**TASK PROMPT**
Where the records below reach the line containing "repository c8371ad57601542c", start transcribing, and end with the line containing "use crate::token::Token;", exactly and with nothing else added.

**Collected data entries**
*** Begin section ***

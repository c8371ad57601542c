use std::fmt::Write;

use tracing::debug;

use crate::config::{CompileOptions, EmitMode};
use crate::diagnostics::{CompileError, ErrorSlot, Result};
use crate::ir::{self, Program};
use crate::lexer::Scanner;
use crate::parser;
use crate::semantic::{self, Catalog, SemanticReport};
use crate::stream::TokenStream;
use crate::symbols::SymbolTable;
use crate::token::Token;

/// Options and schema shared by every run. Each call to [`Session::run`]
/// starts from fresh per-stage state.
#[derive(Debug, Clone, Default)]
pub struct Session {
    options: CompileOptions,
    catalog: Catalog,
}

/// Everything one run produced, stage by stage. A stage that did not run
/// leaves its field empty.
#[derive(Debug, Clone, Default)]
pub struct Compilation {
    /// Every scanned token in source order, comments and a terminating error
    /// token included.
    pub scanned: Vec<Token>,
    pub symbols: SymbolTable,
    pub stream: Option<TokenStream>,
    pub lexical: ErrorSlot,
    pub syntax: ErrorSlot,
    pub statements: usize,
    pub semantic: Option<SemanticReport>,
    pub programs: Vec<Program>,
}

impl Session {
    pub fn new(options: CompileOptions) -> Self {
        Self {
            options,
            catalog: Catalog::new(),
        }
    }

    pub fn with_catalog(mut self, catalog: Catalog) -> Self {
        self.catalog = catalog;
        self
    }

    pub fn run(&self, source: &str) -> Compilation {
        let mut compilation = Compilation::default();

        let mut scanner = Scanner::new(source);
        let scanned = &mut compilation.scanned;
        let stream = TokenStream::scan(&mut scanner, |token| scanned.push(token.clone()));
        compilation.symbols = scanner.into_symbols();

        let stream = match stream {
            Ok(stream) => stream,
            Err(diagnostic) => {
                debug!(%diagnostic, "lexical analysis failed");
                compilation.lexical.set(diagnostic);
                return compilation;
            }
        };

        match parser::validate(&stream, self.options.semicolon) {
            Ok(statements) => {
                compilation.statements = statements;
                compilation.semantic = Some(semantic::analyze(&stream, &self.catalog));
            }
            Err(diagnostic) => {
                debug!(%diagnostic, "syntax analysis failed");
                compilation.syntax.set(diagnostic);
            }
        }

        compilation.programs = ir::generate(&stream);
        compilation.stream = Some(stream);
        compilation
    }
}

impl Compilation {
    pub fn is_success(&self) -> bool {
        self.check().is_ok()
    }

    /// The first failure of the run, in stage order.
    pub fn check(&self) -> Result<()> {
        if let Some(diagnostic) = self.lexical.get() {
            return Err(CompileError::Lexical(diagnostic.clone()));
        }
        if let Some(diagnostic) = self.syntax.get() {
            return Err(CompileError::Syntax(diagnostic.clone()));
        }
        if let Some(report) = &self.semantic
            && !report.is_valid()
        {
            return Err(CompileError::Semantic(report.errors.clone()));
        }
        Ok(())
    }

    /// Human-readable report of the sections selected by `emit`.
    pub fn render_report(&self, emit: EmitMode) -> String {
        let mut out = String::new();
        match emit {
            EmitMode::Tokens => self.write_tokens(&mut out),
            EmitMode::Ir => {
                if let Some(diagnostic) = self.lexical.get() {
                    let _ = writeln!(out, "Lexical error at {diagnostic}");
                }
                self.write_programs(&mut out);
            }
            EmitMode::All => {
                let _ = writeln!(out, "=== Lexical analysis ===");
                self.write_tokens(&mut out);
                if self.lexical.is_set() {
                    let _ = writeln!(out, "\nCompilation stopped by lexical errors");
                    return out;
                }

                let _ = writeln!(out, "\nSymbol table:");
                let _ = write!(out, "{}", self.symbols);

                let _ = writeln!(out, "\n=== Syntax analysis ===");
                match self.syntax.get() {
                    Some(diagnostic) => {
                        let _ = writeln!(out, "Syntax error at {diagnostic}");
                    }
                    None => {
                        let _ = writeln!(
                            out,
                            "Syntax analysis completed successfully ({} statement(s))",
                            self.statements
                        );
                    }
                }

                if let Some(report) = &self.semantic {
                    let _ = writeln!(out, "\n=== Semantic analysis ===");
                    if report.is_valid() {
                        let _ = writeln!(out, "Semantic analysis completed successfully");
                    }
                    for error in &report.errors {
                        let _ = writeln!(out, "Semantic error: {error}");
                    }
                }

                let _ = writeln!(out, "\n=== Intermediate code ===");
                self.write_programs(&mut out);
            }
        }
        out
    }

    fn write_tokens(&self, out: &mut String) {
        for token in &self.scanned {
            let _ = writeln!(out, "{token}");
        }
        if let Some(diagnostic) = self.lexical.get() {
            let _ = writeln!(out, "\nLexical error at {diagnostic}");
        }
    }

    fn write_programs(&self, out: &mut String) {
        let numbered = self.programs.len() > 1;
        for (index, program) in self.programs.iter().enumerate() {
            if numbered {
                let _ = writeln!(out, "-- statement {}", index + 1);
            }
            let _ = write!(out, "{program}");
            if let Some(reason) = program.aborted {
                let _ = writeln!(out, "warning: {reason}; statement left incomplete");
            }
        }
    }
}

*** End section ***
*** Begin section ***

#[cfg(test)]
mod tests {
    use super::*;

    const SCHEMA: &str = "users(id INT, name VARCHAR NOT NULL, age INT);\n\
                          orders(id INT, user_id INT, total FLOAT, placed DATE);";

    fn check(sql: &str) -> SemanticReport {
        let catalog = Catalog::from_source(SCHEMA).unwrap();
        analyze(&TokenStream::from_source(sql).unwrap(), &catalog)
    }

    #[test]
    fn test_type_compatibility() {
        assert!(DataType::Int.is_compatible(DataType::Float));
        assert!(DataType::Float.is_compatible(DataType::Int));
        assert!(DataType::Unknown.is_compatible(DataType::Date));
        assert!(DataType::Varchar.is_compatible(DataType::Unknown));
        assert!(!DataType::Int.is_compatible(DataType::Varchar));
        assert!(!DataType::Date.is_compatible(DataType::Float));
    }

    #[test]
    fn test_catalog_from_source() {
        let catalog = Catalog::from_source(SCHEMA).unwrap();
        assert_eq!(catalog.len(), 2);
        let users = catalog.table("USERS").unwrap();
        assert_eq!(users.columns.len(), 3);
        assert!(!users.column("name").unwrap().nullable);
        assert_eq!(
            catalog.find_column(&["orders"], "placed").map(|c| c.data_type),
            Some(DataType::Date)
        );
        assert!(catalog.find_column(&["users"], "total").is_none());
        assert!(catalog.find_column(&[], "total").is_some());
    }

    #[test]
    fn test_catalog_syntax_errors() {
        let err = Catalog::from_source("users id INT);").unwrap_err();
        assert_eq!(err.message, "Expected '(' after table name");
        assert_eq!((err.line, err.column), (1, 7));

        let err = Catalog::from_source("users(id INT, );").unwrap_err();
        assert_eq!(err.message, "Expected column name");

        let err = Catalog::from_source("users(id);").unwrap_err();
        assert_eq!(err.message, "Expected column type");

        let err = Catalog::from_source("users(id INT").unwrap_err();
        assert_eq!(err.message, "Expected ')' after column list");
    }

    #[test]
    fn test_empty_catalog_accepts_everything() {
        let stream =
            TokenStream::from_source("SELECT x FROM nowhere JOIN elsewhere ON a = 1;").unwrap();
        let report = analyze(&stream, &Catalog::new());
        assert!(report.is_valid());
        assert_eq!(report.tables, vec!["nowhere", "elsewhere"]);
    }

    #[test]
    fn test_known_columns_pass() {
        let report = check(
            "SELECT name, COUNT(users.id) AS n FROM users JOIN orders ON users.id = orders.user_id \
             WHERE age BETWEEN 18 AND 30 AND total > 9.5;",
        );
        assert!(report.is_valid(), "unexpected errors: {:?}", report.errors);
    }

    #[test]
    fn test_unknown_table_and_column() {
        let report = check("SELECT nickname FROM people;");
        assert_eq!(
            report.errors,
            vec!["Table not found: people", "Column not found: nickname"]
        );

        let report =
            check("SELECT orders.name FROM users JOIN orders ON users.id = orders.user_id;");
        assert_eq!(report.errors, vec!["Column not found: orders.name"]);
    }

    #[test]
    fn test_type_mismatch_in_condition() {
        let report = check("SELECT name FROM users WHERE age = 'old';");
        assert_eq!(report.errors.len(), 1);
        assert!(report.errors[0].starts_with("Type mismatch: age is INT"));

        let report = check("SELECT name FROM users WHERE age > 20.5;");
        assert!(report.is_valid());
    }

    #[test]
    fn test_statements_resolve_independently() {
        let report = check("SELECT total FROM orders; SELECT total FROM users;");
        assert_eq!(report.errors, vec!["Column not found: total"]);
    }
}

*** End section ***

**YOUR SOLUTION**
repository c8371ad57601542c
use std::fmt::Write;

use tracing::debug;

use crate::config::{CompileOptions, EmitMode};
use crate::diagnostics::{CompileError, ErrorSlot, Result};
use crate::ir::{self, Program};
use crate::lexer::Scanner;
use crate::parser;
use crate::semantic::{self, Catalog, SemanticReport};
use crate::stream::TokenStream;
use crate::symbols::SymbolTable;
use crate::token::Token;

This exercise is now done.